Hanno preso il via gli accertamenti medico-legali per far luce sulla morte di una 80enne all’ospedale Vito Fazzi di Lecce, deceduta presumibilmente per una reazione allergica, successivamente alla somministrazione di un farmaco per la scintigrafia ossea. Va detto che nelle scorse ore, la Procura ha aperto un’inchiesta, dopo la denuncia dei familiari della vittima. E come atto dovuto in vista dell’autopsia, sono stati iscritti nel registro degli indagati, i nominativi di sei persone che hanno avuto in cura la paziente. Si tratta del medico di turno e il collega in servizio in reparto, oltre ad un’infermiera professionale e ad un’operatrice socio-sanitaria. E poi, anche il tecnico di radiologia e il collega che ha preparato il farmaco. Rispondono dell’ipotesi di reato di responsabilità colposa per morte in ambito sanitario.

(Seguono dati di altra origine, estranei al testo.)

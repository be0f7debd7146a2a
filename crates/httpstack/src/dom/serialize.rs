// Copyright 2019-2026 Maravilla Labs, operated by SOLUTAS GmbH, Switzerland
// SPDX-License-Identifier: Apache-2.0
// SPDX-License-Identifier: MIT

//! Markup output.

use super::parser::{is_raw_text, is_void};
use super::{DocumentMode, DomTree, NodeId, NodeKind};

pub(crate) fn write_node(tree: &DomTree, id: NodeId, out: &mut String) {
    match tree.kind(id) {
        NodeKind::Document => {
            for &child in tree.children(id) {
                write_node(tree, child, out);
            }
        }
        NodeKind::Doctype(text) => {
            out.push_str("<!");
            out.push_str(text);
            out.push('>');
        }
        NodeKind::ProcessingInstruction(text) => {
            out.push_str("<?");
            out.push_str(text);
            out.push_str("?>");
        }
        NodeKind::Comment(text) => {
            out.push_str("<!--");
            out.push_str(text);
            out.push_str("-->");
        }
        NodeKind::Text(text) => {
            let raw = tree.mode() == DocumentMode::Html
                && tree
                    .parent(id)
                    .and_then(|p| tree.tag_name(p))
                    .map(is_raw_text)
                    .unwrap_or(false);
            if raw {
                out.push_str(text);
            } else {
                escape_text(text, out);
            }
        }
        NodeKind::Element(element) => {
            out.push('<');
            out.push_str(&element.name);
            for (name, value) in &element.attributes {
                out.push(' ');
                out.push_str(name);
                out.push_str("=\"");
                escape_attribute(value, out);
                out.push('"');
            }
            let children = tree.children(id);
            match tree.mode() {
                DocumentMode::Html if is_void(&element.name) => {
                    out.push('>');
                    return;
                }
                DocumentMode::Xml if children.is_empty() => {
                    out.push_str("/>");
                    return;
                }
                _ => out.push('>'),
            }
            for &child in children {
                write_node(tree, child, out);
            }
            out.push_str("</");
            out.push_str(&element.name);
            out.push('>');
        }
    }
}

fn escape_text(text: &str, out: &mut String) {
    for c in text.chars() {
        match c {
            '&' => out.push_str("&amp;"),
            '<' => out.push_str("&lt;"),
            '>' => out.push_str("&gt;"),
            _ => out.push(c),
        }
    }
}

fn escape_attribute(value: &str, out: &mut String) {
    for c in value.chars() {
        match c {
            '&' => out.push_str("&amp;"),
            '"' => out.push_str("&quot;"),
            '<' => out.push_str("&lt;"),
            _ => out.push(c),
        }
    }
}
// Copyright 2019-2026 Maravilla Labs, operated by SOLUTAS GmbH, Switzerland
// SPDX-License-Identifier: Apache-2.0
// SPDX-License-Identifier: MIT

//! Lists the route table.

use crate::app::App;
use console::style;
use httpstack::Phase;
use std::path::Path;

/// Prints every registered route, before phase first.
pub fn run(root: &Path) -> anyhow::Result<()> {
    let app = App::bootstrap(root)?;
    let routes = app.router().routes();
    if routes.is_empty() {
        println!(
            "{} in {}",
            style("No routes").yellow(),
            app.project().routes_dir().display()
        );
        return Ok(());
    }

    for route in routes {
        let phase = match route.phase {
            Phase::Before => style(format!("{:<6}", route.phase.to_string())).magenta(),
            Phase::After => style(format!("{:<6}", route.phase.to_string())).green(),
        };
        println!(
            "{} {:<6} {:<30} {}",
            phase,
            route.method,
            style(&route.pattern).cyan(),
            route.handlers.join(", ")
        );
    }
    Ok(())
}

In giornata, il medico legale Roberto Vaglio, nominato dalla Procura assieme all’anestesista rianimatore Salvatore Silvio Colonna, ha eseguito l’esame autoptico, dopo il conferimento dell’incarico da parte del pm Maria Consolata Moschettini. Gli esiti si conosceranno entro i prossimi 90 giorni.
Intanto, i legali degli indagati hanno nominato i propri consulenti di parte.
Il collegio difensivo è composto dagli avvocati: Sergio Annesi, Ladislao Massari, Fabio Accogli, Simone Viva, Luigi Greco, Tania Rizzo.
Le indagini, come detto, hanno preso il via, dopo la denuncia presentata dai famigliari di una 80enne, originaria di Castrignano de’ Greci, deceduta nell’ospedale leccese il 21 luglio scorso. Sono assistiti dall’avvocato Donato Amato e hanno a loro volta nominato un consulente di parte per l’autopsia.
In base a quanto ricostruito finora, dopo la somministrazione, presso il reparto di medicina nucleare, del farmaco radioattivo, necessario per effettuare la scintigrafia ossea, la paziente aveva accusato i primi segni di sofferenza respiratoria.
La donna è stata, dunque, accompagnata al pronto soccorso del “Fazzi” dai propri famigliari. Ma nonostante le manovre respiratorie, l’80enne è morta alle 14.26.
In particolare, il pm nella contestazione provvisoria, afferma: «I sanitari tutti non sorvegliavano adeguatamente la paziente dopo la somministrazione del farmaco radioattivo e non apprestavano (o non sollecitavano l’immediato intervento del medico affinché intervenisse con urgenza), le adeguate cure dopo le prime manifestazioni dei segni di sofferenza». Non solo, poiché secondo la Procura, scambiavano quei segnali per “crisi d’ansia”.
Si attendono gli sviluppi dell’inchiesta.